Frank was a funny guy, quirky, until he turned copper, until he broke the pledge, the old corner boy pledge never to say boo to a copper much less be one. But he had this idea, obviously he didn’t hang around the locker room, that it was guys who were running a high end nightclub who were getting a rogue cop to come up with the dope to keep their hipster young and wild crowd high as kites.  So the kids’ idea to get in and see what they could see. But before they could do their work, Frank made the cardinal error of trying to set a trap assuming it was just one bad apple copper-and got wasted out in some LA drainage ditch for his efforts. The boys in the know in the locker room had a big laugh as they put on their ceremonial blues to give Frank his big sent-off.        
        
Here is the funny thing though these kids, and forgive me if I don’t remember their names but like I said one was a holy goof white-bread, a surly black guy with a chip on his shoulder and a young white woman with tracks up her arms and the look of somebody who had worked the streets to support her habit who was trying to break a jones and not having much success decided to find out who killed their  mentor, who wanted Freddie six feet under over this drug stuff. And they did a pretty good job at least as far as they went. They went up a million wrong alleys before they realized that they were looking outside when they should have been looking inside. Looking more closely at that hostile, to them, locker room since they were outside the loop, weren’t anything but rent-a-cops really.

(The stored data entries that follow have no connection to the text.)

use crate::error::RelayError;
use crate::models::{Story, StoryId};
use async_trait::async_trait;
use atom_syndication::Feed;
use futures::stream::{self, StreamExt};
use rss::Channel;
use serde::Deserialize;
use std::collections::HashSet;
use tracing::{debug, info, instrument, warn};

/// Item documents requested concurrently; results keep ranking order.
const ITEM_FANOUT: usize = 4;

#[async_trait]
pub trait NewsSource: Send + Sync {
    /// Up to `max_count` stories, highest-ranked first. Malformed entries are
    /// skipped; `SourceUnavailable` means nothing could be read at all.
    async fn fetch_candidates(&self, max_count: usize) -> Result<Vec<Story>, RelayError>;
}

// --- RSS / Atom feeds ---

/// Merges one or more RSS/Atom feeds (e.g. hnrss.org), de-duplicated by link
/// and ordered by points.
pub struct FeedSource {
    client: reqwest::Client,
    urls: Vec<String>,
}

impl FeedSource {
    pub fn new(client: reqwest::Client, urls: Vec<String>) -> Self {
        Self { client, urls }
    }

    #[instrument(skip(self), fields(url_domain = %gemini_engine::extract_domain(url)))]
    async fn fetch_feed(&self, url: &str) -> Result<Vec<Story>, RelayError> {
        let unavailable = |e: String| RelayError::SourceUnavailable(format!("{}: {}", url, e));

        let response = self.client.get(url).send().await.map_err(|e| unavailable(e.to_string()))?;
        let status = response.status();
        if !status.is_success() {
            return Err(unavailable(format!("HTTP {}", status)));
        }
        let content = response.bytes().await.map_err(|e| unavailable(e.to_string()))?;

        parse_feed(&content).map_err(unavailable)
    }
}

#[async_trait]
impl NewsSource for FeedSource {
    async fn fetch_candidates(&self, max_count: usize) -> Result<Vec<Story>, RelayError> {
        let mut all_stories = Vec::new();
        let mut failures = 0;

        for url in &self.urls {
            match self.fetch_feed(url).await {
                Ok(mut stories) => {
                    debug!(url = %url, count = stories.len(), "Fetched feed");
                    all_stories.append(&mut stories);
                }
                Err(e) => {
                    warn!(url = %url, error = %e, "Failed to fetch feed");
                    failures += 1;
                }
            }
        }

        if failures == self.urls.len() {
            return Err(RelayError::SourceUnavailable(format!(
                "all {} feeds failed",
                self.urls.len()
            )));
        }

        let stories = rank_unique(all_stories, max_count);
        info!(count = stories.len(), "Collected feed candidates");
        Ok(stories)
    }
}

/// Drop repeated links (first occurrence wins), order by score descending with
/// unscored entries last, and keep the first `max_count`.
pub fn rank_unique(stories: Vec<Story>, max_count: usize) -> Vec<Story> {
    let mut seen_links = HashSet::new();
    let mut unique: Vec<Story> = stories
        .into_iter()
        .filter(|s| seen_links.insert(s.url.clone()))
        .collect();

    // Stable: feed order breaks ties
    unique.sort_by_key(|s| std::cmp::Reverse(s.score));
    unique.truncate(max_count);
    unique
}

/// Parse an RSS 2.0 document, falling back to Atom.
pub fn parse_feed(content: &[u8]) -> Result<Vec<Story>, String> {
    match Channel::read_from(content) {
        Ok(channel) => Ok(stories_from_rss(&channel)),
        Err(rss_err) => match Feed::read_from(content) {
            Ok(feed) => Ok(stories_from_atom(&feed)),
            Err(atom_err) => Err(format!("not RSS ({}) nor Atom ({})", rss_err, atom_err)),
        },
    }
}

fn stories_from_rss(channel: &Channel) -> Vec<Story> {
    let mut stories = Vec::new();
    let mut skipped = 0;

    for item in channel.items() {
        let (Some(title), Some(link)) = (item.title(), item.link()) else {
            skipped += 1;
            continue;
        };
        let (title, link) = (title.trim(), link.trim());
        if title.is_empty() || link.is_empty() {
            skipped += 1;
            continue;
        }

        let id = item
            .guid()
            .map(|g| g.value().trim())
            .filter(|g| !g.is_empty())
            .unwrap_or(link);

        stories.push(Story {
            id: StoryId::new(id),
            title: title.to_string(),
            url: link.to_string(),
            score: item.description().and_then(parse_points),
        });
    }

    if skipped > 0 {
        warn!(skipped, "Skipped malformed RSS entries");
    }
    stories
}

fn stories_from_atom(feed: &Feed) -> Vec<Story> {
    let mut stories = Vec::new();
    let mut skipped = 0;

    for entry in feed.entries() {
        let title = entry.title().value.trim();
        let link = entry
            .links()
            .iter()
            .find(|l| l.rel() == "alternate")
            .or_else(|| entry.links().first())
            .map(|l| l.href().trim())
            .unwrap_or_default();

        if title.is_empty() || link.is_empty() {
            skipped += 1;
            continue;
        }

        let id = Some(entry.id().trim()).filter(|id| !id.is_empty()).unwrap_or(link);
        let score = entry
            .summary()
            .map(|s| s.value.as_str())
            .or_else(|| entry.content().and_then(|c| c.value()))
            .and_then(parse_points);

        stories.push(Story {
            id: StoryId::new(id),
            title: title.to_string(),
            url: link.to_string(),
            score,
        });
    }

    if skipped > 0 {
        warn!(skipped, "Skipped malformed Atom entries");
    }
    stories
}

/// hnrss.org descriptions carry `Points: 123`.
pub fn parse_points(description: &str) -> Option<i64> {
    let start = description.find("Points:")? + "Points:".len();
    description[start..]
        .chars()
        .skip_while(|c| c.is_whitespace())
        .take_while(|c| c.is_ascii_digit())
        .collect::<String>()
        .parse()
        .ok()
}

// --- Hacker News item API ---

#[derive(Deserialize, Debug)]
struct HnItem {
    id: u64,
    title: Option<String>,
    url: Option<String>,
    score: Option<i64>,
    r#type: Option<String>,
    #[serde(default)]
    dead: bool,
    #[serde(default)]
    deleted: bool,
}

/// `topstories.json` followed by one item document per id.
pub struct HackerNewsSource {
    client: reqwest::Client,
    api_base: String,
}

impl HackerNewsSource {
    pub fn new(client: reqwest::Client, api_base: impl Into<String>) -> Self {
        Self {
            client,
            api_base: api_base.into().trim_end_matches('/').to_string(),
        }
    }

    async fn fetch_item(&self, id: u64) -> Result<Option<Story>, RelayError> {
        let unavailable = |reason: String| RelayError::ItemUnavailable {
            id: id.to_string(),
            reason,
        };

        let url = format!("{}/item/{}.json", self.api_base, id);
        let resp = self.client.get(&url).send().await.map_err(|e| unavailable(e.to_string()))?;
        if !resp.status().is_success() {
            return Err(unavailable(format!("HTTP {}", resp.status())));
        }
        // The API answers `null` for unknown ids
        let item: Option<HnItem> = resp.json().await.map_err(|e| unavailable(e.to_string()))?;
        let Some(item) = item else {
            return Err(unavailable("no such item".to_string()));
        };

        if item.dead || item.deleted || item.r#type.as_deref().is_some_and(|t| t != "story") {
            debug!(id = item.id, "Skipping non-story item");
            return Ok(None);
        }

        match (item.title, item.url) {
            (Some(title), Some(url)) if !title.trim().is_empty() && !url.trim().is_empty() => Ok(Some(Story {
                id: StoryId::from(item.id),
                title: title.trim().to_string(),
                url: url.trim().to_string(),
                score: item.score,
            })),
            _ => {
                debug!(id = item.id, "Skipping item without title or url");
                Ok(None)
            }
        }
    }
}

#[async_trait]
impl NewsSource for HackerNewsSource {
    #[instrument(skip(self), fields(api = %gemini_engine::extract_domain(&self.api_base)))]
    async fn fetch_candidates(&self, max_count: usize) -> Result<Vec<Story>, RelayError> {
        let url = format!("{}/topstories.json", self.api_base);
        let response = self
            .client
            .get(&url)
            .send()
            .await
            .map_err(|e| RelayError::SourceUnavailable(e.to_string()))?;
        if !response.status().is_success() {
            return Err(RelayError::SourceUnavailable(format!("HTTP {}", response.status())));
        }
        let top_ids: Vec<u64> = response
            .json()
            .await
            .map_err(|e| RelayError::SourceUnavailable(e.to_string()))?;

        let results: Vec<_> = stream::iter(top_ids.into_iter().take(max_count))
            .map(|id| self.fetch_item(id))
            .buffered(ITEM_FANOUT)
            .collect()
            .await;

        let mut stories = Vec::new();
        for result in results {
            match result {
                Ok(Some(story)) => stories.push(story),
                Ok(None) => {}
                Err(e) => warn!(error = %e, "Failed to fetch HN item"),
            }
        }

        info!(count = stories.len(), "Collected HackerNews candidates");
        Ok(stories)
    }
}

#[cfg(test)]
mod tests {
    use super::*;

    const RSS: &str = r#"<?xml version="1.0" encoding="UTF-8"?>
<rss version="2.0"><channel><title>Hacker News: Front Page</title><link>https://news.ycombinator.com/</link><description>hnrss</description>
<item><title>Low</title><link>https://a.example/low</link><guid isPermaLink="false">https://news.ycombinator.com/item?id=1</guid><description><![CDATA[<p>Points: 120</p>]]></description></item>
<item><title>High</title><link>https://a.example/high</link><guid isPermaLink="false">https://news.ycombinator.com/item?id=2</guid><description><![CDATA[<p>Points: 450</p>]]></description></item>
<item><link>https://a.example/untitled</link></item>
<item><title>No guid</title><link>https://a.example/noguid</link></item>
</channel></rss>"#;

    const ATOM: &str = r#"<?xml version="1.0" encoding="utf-8"?>
<feed xmlns="http://www.w3.org/2005/Atom"><title>HN</title><id>urn:feed</id><updated>2024-01-01T00:00:00Z</updated>
<entry><title>Atom story</title><id>urn:story:9</id><updated>2024-01-01T00:00:00Z</updated><link rel="alternate" href="https://b.example/story"/><summary>Points: 77</summary></entry>
<entry><title>No link</title><id>urn:story:10</id><updated>2024-01-01T00:00:00Z</updated></entry>
</feed>"#;

    #[test]
    fn test_parse_points() {
        assert_eq!(parse_points("<p>Article URL: x</p><p>Points: 312</p>"), Some(312));
        assert_eq!(parse_points("Points:7"), Some(7));
        assert_eq!(parse_points("no points here"), None);
        assert_eq!(parse_points("Points: n/a"), None);
    }

    #[test]
    fn test_parse_rss_skips_malformed_entries() {
        let stories = parse_feed(RSS.as_bytes()).unwrap();
        assert_eq!(stories.len(), 3);
        assert_eq!(stories[0].id.as_str(), "https://news.ycombinator.com/item?id=1");
        assert_eq!(stories[0].score, Some(120));
        // Falls back to the link when there is no guid
        assert_eq!(stories[2].id.as_str(), "https://a.example/noguid");
        assert_eq!(stories[2].score, None);
    }

    #[test]
    fn test_parse_atom_fallback() {
        let stories = parse_feed(ATOM.as_bytes()).unwrap();
        assert_eq!(stories.len(), 1);
        assert_eq!(stories[0].id.as_str(), "urn:story:9");
        assert_eq!(stories[0].url, "https://b.example/story");
        assert_eq!(stories[0].score, Some(77));
    }

    #[test]
    fn test_parse_garbage_is_an_error() {
        assert!(parse_feed(b"{\"not\": \"xml\"}").is_err());
    }

    #[test]
    fn test_rank_unique_orders_by_score_and_dedupes() {
        let stories = vec![
            Story::new("1", "a", "https://x/a").with_score(10),
            Story::new("2", "b", "https://x/b"),
            Story::new("3", "c", "https://x/c").with_score(50),
            Story::new("4", "a-again", "https://x/a").with_score(99),
            Story::new("5", "d", "https://x/d").with_score(10),
        ];
        let ranked = rank_unique(stories, 3);
        let ids: Vec<_> = ranked.iter().map(|s| s.id.as_str()).collect();
        assert_eq!(ids, vec!["3", "1", "5"]);
    }
}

The key was when the young woman who was having an rekindled affair with an old boyfriend found out he was cheating on her, was a junkie with connections to the mob and to the coppers, wired. From there it was ABC to drag the deadbeat coppers out of their lair once they knew that they had to act fast to grab dope and go down easy street-one way. In the end though why did the kids do it, why did they give up their dignity just to find out what they already knew, knew what their mothers told them when they had to do the “talk,” the old Acre neighborhood talk that every mother even with cop sons had to do. The coppers are not your friends.